INITIATIVE Q&A: Center for Critical Minerals (C2M)

 
The purpose of the Center for Critical Minerals (C2M) is to provide the science and technology needed for the commercial sector to reestablish a robust domestic supply chain for the country and the required training for the workforce. This is a multidisciplinary effort. Rather than looking at just one piece of the puzzle, C2M looks at the complete supply chain, from characterization, mining, processing, recovery, and making new materials.

Q: Who is leading this effort? 

A: C2M is directed by Sarma Pisupati. However, the accomplishments of the center are a collective endeavor. There are a lot of faculty members who are brought together by the center to support this cooperative effort.  

Q: Where are you located? 

A: C2M is housed in the EMS Energy Institute. Research labs that contribute to its research are spread throughout the institute’s buildings and around campus. 

Q: How are you funded? 

A: Most of the funding for C2M is federal funding; however, there are industrial collaborations as well.  

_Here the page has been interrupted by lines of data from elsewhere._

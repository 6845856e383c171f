//! The three enrichment stages and their shared plumbing.
//!
//! `enrich` chains all three: name extraction hands its fresh names to the
//! matcher in memory, and the matcher hands the brewery URLs it discovered
//! to the brewery stage. Each stage also runs standalone via its own
//! subcommand, reading whatever the previous stage persisted.

pub(crate) mod breweries;
pub(crate) mod extract;
pub(crate) mod untappd;

use std::collections::HashMap;

use sqlx::PgPool;

use hopdb_core::{AppConfig, BreweryIndex, BreweryRecord, CancelFlag, Shop};
use hopdb_db::DbError;
use hopdb_extractor::NameExtraction;

/// Freshly extracted names keyed by product URL, passed from the extraction
/// stage to the matcher so a chained run does not re-read what it just wrote.
pub(crate) type ExtractedNames = HashMap<String, NameExtraction>;

pub(crate) async fn run_pipeline(
    pool: &PgPool,
    config: &AppConfig,
    cancel: &CancelFlag,
    limit: usize,
    shop: Option<&str>,
    keyword: Option<&str>,
) -> anyhow::Result<()> {
    // Without a model credential, Stage 1 degrades to carrying stored names.
    let offline = config.llm_api_key.is_none();
    if offline {
        tracing::warn!("LLM_API_KEY not set, running extraction offline");
    }
    let extracted =
        extract::run_extract(pool, config, cancel, limit, shop, keyword, offline, false).await?;

    let brewery_urls = untappd::run_match(
        pool,
        config,
        cancel,
        limit,
        untappd::MatchMode::Missing,
        shop,
        keyword,
        Some(&extracted),
    )
    .await?;

    if brewery_urls.is_empty() {
        tracing::info!("no brewery urls discovered, skipping brewery stage");
        return Ok(());
    }
    breweries::run_breweries(pool, config, cancel, limit, false, &brewery_urls).await
}

/// Builds the in-memory brewery index from the store.
pub(crate) async fn load_brewery_index(pool: &PgPool) -> Result<BreweryIndex, DbError> {
    let rows = hopdb_db::list_breweries(pool).await?;
    let records = rows
        .into_iter()
        .map(|row| BreweryRecord {
            external_url: Some(row.external_url),
            name_latin: row.name_latin,
            name_native: row.name_native,
            aliases: row.aliases.unwrap_or_default(),
        })
        .collect();
    Ok(BreweryIndex::new(records))
}

/// Resolves a `--shop` argument (slug or label) to the persisted label.
pub(crate) fn shop_label(shop: Option<&str>) -> anyhow::Result<Option<String>> {
    match shop {
        None => Ok(None),
        Some(s) => match Shop::parse(s) {
            Some(shop) => Ok(Some(shop.label().to_string())),
            None => anyhow::bail!(
                "unknown shop {s:?} (expected one of: {})",
                Shop::ALL.map(|s| s.slug()).join(", ")
            ),
        },
    }
}

/// Turns a keyword into the `ILIKE` pattern the view filter expects.
pub(crate) fn keyword_pattern(keyword: Option<&str>) -> Option<String> {
    keyword.map(|k| format!("%{k}%"))
}
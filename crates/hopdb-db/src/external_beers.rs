//! Operations on the `external_beers` relation, the cached beer detail pages.

use chrono::{DateTime, Utc};
use sqlx::PgPool;

use crate::DbError;

#[derive(Debug, Clone, sqlx::FromRow)]
pub struct ExternalBeerRow {
    pub external_url: String,
    pub beer_name: Option<String>,
    pub brewery_name: Option<String>,
    pub style: Option<String>,
    pub abv: Option<String>,
    pub ibu: Option<String>,
    pub rating: Option<String>,
    pub rating_count: Option<String>,
    pub image_url: Option<String>,
    pub external_brewery_url: Option<String>,
    pub fetched_at: Option<DateTime<Utc>>,
}

/// Fetches a cached beer detail by its external URL.
///
/// # Errors
///
/// Returns [`DbError::Sqlx`] if the read fails.
pub async fn get_external_beer(
    pool: &PgPool,
    external_url: &str,
) -> Result<Option<ExternalBeerRow>, DbError> {
    let row = sqlx::query_as::<_, ExternalBeerRow>(
        "SELECT external_url, beer_name, brewery_name, style, abv, ibu, \
                rating, rating_count, image_url, external_brewery_url, fetched_at \
         FROM external_beers WHERE external_url = $1",
    )
    .bind(external_url)
    .fetch_optional(pool)
    .await?;
    Ok(row)
}

/// Distinct brewery URLs across every cached beer detail, for the brewery
/// enrichment stage.
///
/// # Errors
///
/// Returns [`DbError::Sqlx`] if the read fails.
pub async fn list_brewery_urls(pool: &PgPool) -> Result<Vec<String>, DbError> {
    let urls = sqlx::query_scalar::<_, String>(
        "SELECT DISTINCT external_brewery_url FROM external_beers \
         WHERE external_brewery_url IS NOT NULL \
         ORDER BY external_brewery_url",
    )
    .fetch_all(pool)
    .await?;
    Ok(urls)
}

/// Writes or refreshes a beer detail row. A placeholder row (search URL with
/// no scraped fields) carries a NULL `fetched_at` so the matcher can tell it
/// apart from a real detail page; `fetched_at` is set only when `fetched` is
/// true.
///
/// # Errors
///
/// Returns [`DbError::Sqlx`] if the write fails.
pub async fn upsert_external_beer(
    pool: &PgPool,
    row: &ExternalBeerRow,
    fetched: bool,
) -> Result<(), DbError> {
    sqlx::query(
        "INSERT INTO external_beers \
             (external_url, beer_name, brewery_name, style, abv, ibu, \
              rating, rating_count, image_url, external_brewery_url, fetched_at) \
         VALUES ($1, $2, $3, $4, $5, $6, $7, $8, $9, $10, \
                 CASE WHEN $11 THEN NOW() ELSE NULL END) \
         ON CONFLICT (external_url) DO UPDATE SET \
             beer_name            = EXCLUDED.beer_name, \
             brewery_name         = EXCLUDED.brewery_name, \
             style                = EXCLUDED.style, \
             abv                  = EXCLUDED.abv, \
             ibu                  = EXCLUDED.ibu, \
             rating               = EXCLUDED.rating, \
             rating_count         = EXCLUDED.rating_count, \
             image_url            = EXCLUDED.image_url, \
             external_brewery_url = EXCLUDED.external_brewery_url, \
             fetched_at           = CASE WHEN $11 THEN NOW() \
                                         ELSE external_beers.fetched_at END",
    )
    .bind(&row.external_url)
    .bind(&row.beer_name)
    .bind(&row.brewery_name)
    .bind(&row.style)
    .bind(&row.abv)
    .bind(&row.ibu)
    .bind(&row.rating)
    .bind(&row.rating_count)
    .bind(&row.image_url)
    .bind(&row.external_brewery_url)
    .bind(fetched)
    .execute(pool)
    .await?;
    Ok(())
}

Q: What are your big goals? 

A: C2M works to mitigate risk posed to the United States’ dependency on raw and semi-finished materials for advanced manufacturing. In 2021, the U.S. produced an estimated $90.4 billion worth of nonfuel materials. Those base materials were used in energy, medical, and defense applications along with consumer electronics. However, in production of those goods, the U.S. was completely dependent on imports of twenty-one out of the fifty nonfuel commodities. C2M’s overarching goal is to help industry establish a strong domestic supply chain that helps fulfill the country’s needs, making the U.S. less reliant on imports. 

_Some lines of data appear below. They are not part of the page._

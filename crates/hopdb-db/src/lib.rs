use sqlx::{postgres::PgPoolOptions, PgPool};
use std::time::Duration;
use thiserror::Error;

pub mod breweries;
pub mod external_beers;
pub mod extractions;
pub mod products;
pub mod view;

pub use breweries::{get_brewery_by_url, list_breweries, upsert_brewery, BreweryRow};
pub use external_beers::{
    get_external_beer, list_brewery_urls, upsert_external_beer, ExternalBeerRow,
};
pub use extractions::{
    get_extraction, set_extraction_ref, upsert_extraction, ExtractionRow, ExtractionUpsert,
};
pub use products::{
    load_known_products, set_product_ref, update_product_stock, upsert_products, KnownProduct,
    ProductRow, ProductUpsert,
};
pub use view::{count_products, select_products, ProductFilter, ProductOrder, ProductViewRow};

// Path relative to crates/hopdb-db/Cargo.toml; resolves to <workspace-root>/migrations/
static MIGRATOR: sqlx::migrate::Migrator = sqlx::migrate!("../../migrations");

const DEFAULT_MAX_CONNECTIONS: u32 = 10;
const DEFAULT_MIN_CONNECTIONS: u32 = 1;
const DEFAULT_ACQUIRE_TIMEOUT_SECS: u64 = 10;

/// Rows per chunk in batched product upserts.
pub const UPSERT_CHUNK_SIZE: usize = 1000;

#[derive(Debug, Clone, Copy)]
pub struct PoolConfig {
    pub max_connections: u32,
    pub min_connections: u32,
    pub acquire_timeout_secs: u64,
}

impl Default for PoolConfig {
    fn default() -> Self {
        Self {
            max_connections: DEFAULT_MAX_CONNECTIONS,
            min_connections: DEFAULT_MIN_CONNECTIONS,
            acquire_timeout_secs: DEFAULT_ACQUIRE_TIMEOUT_SECS,
        }
    }
}

#[derive(Debug, Error)]
pub enum DbError {
    #[error(transparent)]
    Sqlx(#[from] sqlx::Error),
    #[error(transparent)]
    Migration(#[from] sqlx::migrate::MigrateError),
}

/// Connect to the catalog store using an explicit URL and pool config.
///
/// # Errors
///
/// Returns [`sqlx::Error`] if the connection cannot be established.
pub async fn connect_pool(database_url: &str, config: PoolConfig) -> Result<PgPool, sqlx::Error> {
    PgPoolOptions::new()
        .max_connections(config.max_connections)
        .min_connections(config.min_connections)
        .acquire_timeout(Duration::from_secs(config.acquire_timeout_secs))
        .connect(database_url)
        .await
}

/// Run all pending migrations against the pool.
///
/// Returns the number of migrations that were applied.
///
/// # Errors
///
/// Returns [`sqlx::migrate::MigrateError`] if any migration fails.
pub async fn run_migrations(pool: &PgPool) -> Result<usize, sqlx::migrate::MigrateError> {
    // The _sqlx_migrations table may not exist yet on a fresh database;
    // treat absence as zero applied.
    let applied_before: i64 =
        sqlx::query_scalar::<_, i64>("SELECT COUNT(*) FROM _sqlx_migrations WHERE success = true")
            .fetch_one(pool)
            .await
            .unwrap_or(0);

    MIGRATOR.run(pool).await?;

    let applied_after: i64 =
        sqlx::query_scalar::<_, i64>("SELECT COUNT(*) FROM _sqlx_migrations WHERE success = true")
            .fetch_one(pool)
            .await
            .unwrap_or(0);

    let delta = (applied_after - applied_before).max(0);
    Ok(usize::try_from(delta).unwrap_or(0))
}

/// Send a `SELECT 1` to verify the pool has a live connection.
///
/// # Errors
///
/// Returns [`sqlx::Error`] if the query fails.
pub async fn ping(pool: &PgPool) -> Result<(), sqlx::Error> {
    sqlx::query_scalar::<_, i64>("SELECT 1")
        .fetch_one(pool)
        .await?;
    Ok(())
}

#[cfg(test)]
mod tests {
    use super::*;

    #[test]
    fn pool_config_has_sane_defaults() {
        let config = PoolConfig::default();

        assert_eq!(config.max_connections, DEFAULT_MAX_CONNECTIONS);
        assert_eq!(config.min_connections, DEFAULT_MIN_CONNECTIONS);
        assert_eq!(config.acquire_timeout_secs, DEFAULT_ACQUIRE_TIMEOUT_SECS);
    }
}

Q: How do you plan to accomplish these goals? 

A: C2M’s approach is a multidisciplinary and comprehensive one. We don’t want to approach the problem from an environmental engineering standpoint, but incorporate geosciences, mineral processing, material sciences, engineering, and energy business economics as well, looking at multiple feedstocks, various methods, and numerous approaches to analyze what is economically feasible and give industry something they can use that will, in turn, reduce the taxpayer burden as well.  

Q: Why is this research so important? 

A: C2M’s methodologies are not going to eliminate foreign dependence, but the goal is to reduce foreign dependence because that dependency poses a national security and economic risk if the U.S. does not begin to develop methods and technologies to create its own supply of critical materials. 

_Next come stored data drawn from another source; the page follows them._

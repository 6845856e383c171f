//! Scrape orchestration: run every shop scraper, merge the sightings
//! against the known catalog, and upsert.
//!
//! Per-shop failures are logged and surface as an empty list for that shop
//! rather than aborting the run; the run only fails when every shop failed.

use std::collections::{HashMap, HashSet};

use chrono::{DateTime, Duration, Utc};
use sqlx::PgPool;

use hopdb_core::{parse_price_numeric, AppConfig, CancelFlag, RawProduct, Shop, StockStatus};
use hopdb_db::{KnownProduct, ProductUpsert};
use hopdb_scraper::{scrape_shop, PageFetcher, ScrapeOptions};

pub(crate) async fn run_scrape(
    pool: &PgPool,
    config: &AppConfig,
    cancel: &CancelFlag,
    limit: Option<usize>,
    new_only: bool,
    full_scrape: bool,
    reset_first_seen: bool,
) -> anyhow::Result<()> {
    let known_rows = hopdb_db::load_known_products(pool).await?;
    let known: HashMap<String, KnownProduct> = known_rows
        .into_iter()
        .map(|k| (k.product_url.clone(), k))
        .collect();
    tracing::info!(known = known.len(), new_only, full_scrape, "starting scrape run");

    let fetcher = PageFetcher::new(
        config.scraper_request_timeout_secs,
        &config.scraper_user_agent,
    )?;
    let known_urls: Option<HashSet<String>> =
        new_only.then(|| known.keys().cloned().collect());

    let scrapes = Shop::ALL.into_iter().map(|shop| {
        let opts = ScrapeOptions {
            limit,
            known_urls: known_urls.clone(),
            full_scrape,
            sold_out_threshold: config.sold_out_threshold,
            page_batch: config.scraper_page_batch,
            cancel: cancel.clone(),
        };
        let fetcher = &fetcher;
        async move {
            match scrape_shop(shop, fetcher, &opts).await {
                Ok(items) => {
                    tracing::info!(shop = %shop, items = items.len(), "scrape complete");
                    (items, true)
                }
                Err(e) => {
                    tracing::error!(shop = %shop, error = %e, "scraper failed, continuing with other shops");
                    (Vec::new(), false)
                }
            }
        }
    });
    let results: Vec<(Vec<RawProduct>, bool)> = futures::future::join_all(scrapes).await;

    let failed = results.iter().filter(|(_, ok)| !ok).count();
    if failed == Shop::ALL.len() {
        anyhow::bail!("all {failed} shop scrapers failed");
    }

    let per_shop: Vec<Vec<RawProduct>> = results.into_iter().map(|(items, _)| items).collect();
    let outcome = merge_sightings(&known, per_shop, Utc::now(), new_only, reset_first_seen);
    let written = hopdb_db::upsert_products(pool, &outcome.upserts).await?;

    println!(
        "scrape finished: {written} rows written ({} new, {} restocks)",
        outcome.new_items, outcome.restocks
    );
    Ok(())
}

#[derive(Debug, Default)]
struct MergeOutcome {
    upserts: Vec<ProductUpsert>,
    new_items: usize,
    restocks: usize,
}

/// Merges scraped sightings against the known catalog.
///
/// Each shop's list arrives in listing order (newest first) and is processed
/// reversed, oldest first, so new arrivals receive monotonically increasing
/// `first_seen` stamps of `base_time + i` microseconds, with `i` shared
/// across all shops. A known product keeps its `first_seen` unless this
/// sighting is a restock (or `reset_first_seen` is set); in `new_only` mode,
/// known non-restock products are not upserted at all.
fn merge_sightings(
    known: &HashMap<String, KnownProduct>,
    per_shop: Vec<Vec<RawProduct>>,
    base_time: DateTime<Utc>,
    new_only: bool,
    reset_first_seen: bool,
) -> MergeOutcome {
    let mut outcome = MergeOutcome::default();
    let mut index: i64 = 0;

    for shop_items in per_shop {
        for item in shop_items.into_iter().rev() {
            let item_time = base_time + Duration::microseconds(index);
            let price_numeric = item.price_text.as_deref().and_then(parse_price_numeric);

            let first_seen = match known.get(&item.product_url) {
                None => {
                    outcome.new_items += 1;
                    item_time
                }
                Some(prev) => {
                    let was_unavailable =
                        StockStatus::text_indicates_unavailable(&prev.stock_status);
                    let now_available =
                        !StockStatus::text_indicates_unavailable(item.stock_status.as_str());
                    if was_unavailable && now_available {
                        tracing::info!(
                            shop = %item.shop,
                            name = %item.name,
                            "restock detected, resetting first_seen"
                        );
                        outcome.restocks += 1;
                        item_time
                    } else if new_only {
                        continue;
                    } else if reset_first_seen {
                        item_time
                    } else {
                        prev.first_seen
                    }
                }
            };

            index += 1;
            outcome.upserts.push(ProductUpsert {
                product_url: item.product_url,
                name: item.name,
                price_text: item.price_text,
                price_numeric,
                image_url: item.image_url,
                stock_status: item.stock_status.as_str().to_string(),
                shop: item.shop.label().to_string(),
                first_seen,
                last_seen: item_time,
            });
        }
    }

    outcome
}

#[cfg(test)]
#[path = "scrape_test.rs"]
mod tests;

Q: What makes this research new/different/innovative? 

A: C2M’s approach is to treat polluted water, particularly acid-mine drainage, using a similar approach to pre-existing methods, so there are no significant additional capital requirements for modifications, but by replacing the environmentally hazardous chemicals used in the extraction process with less harmful ones that will allow the researchers to not only treat polluted water, but also extract critical minerals, providing the domestic supply chain of those minerals.  

Q: Is there anything else you'd like to share? 

A: The uniqueness is that it is a multidisciplinary and multi-investigator, complete supply chain approach. Penn State is the only university where we have resource characterization, mining, mineral processing, material science, chemistry, chemical and mechanical engineering researchers, and energy and mineral economists work together for a techno-economic and environmentally sustainable solutions. That is the common thread that is unique. None of our competitors have that kind of capacity. C2M has the breadth and the depth to reestablish a robust domestic supply chain, including delivering final products that people can use.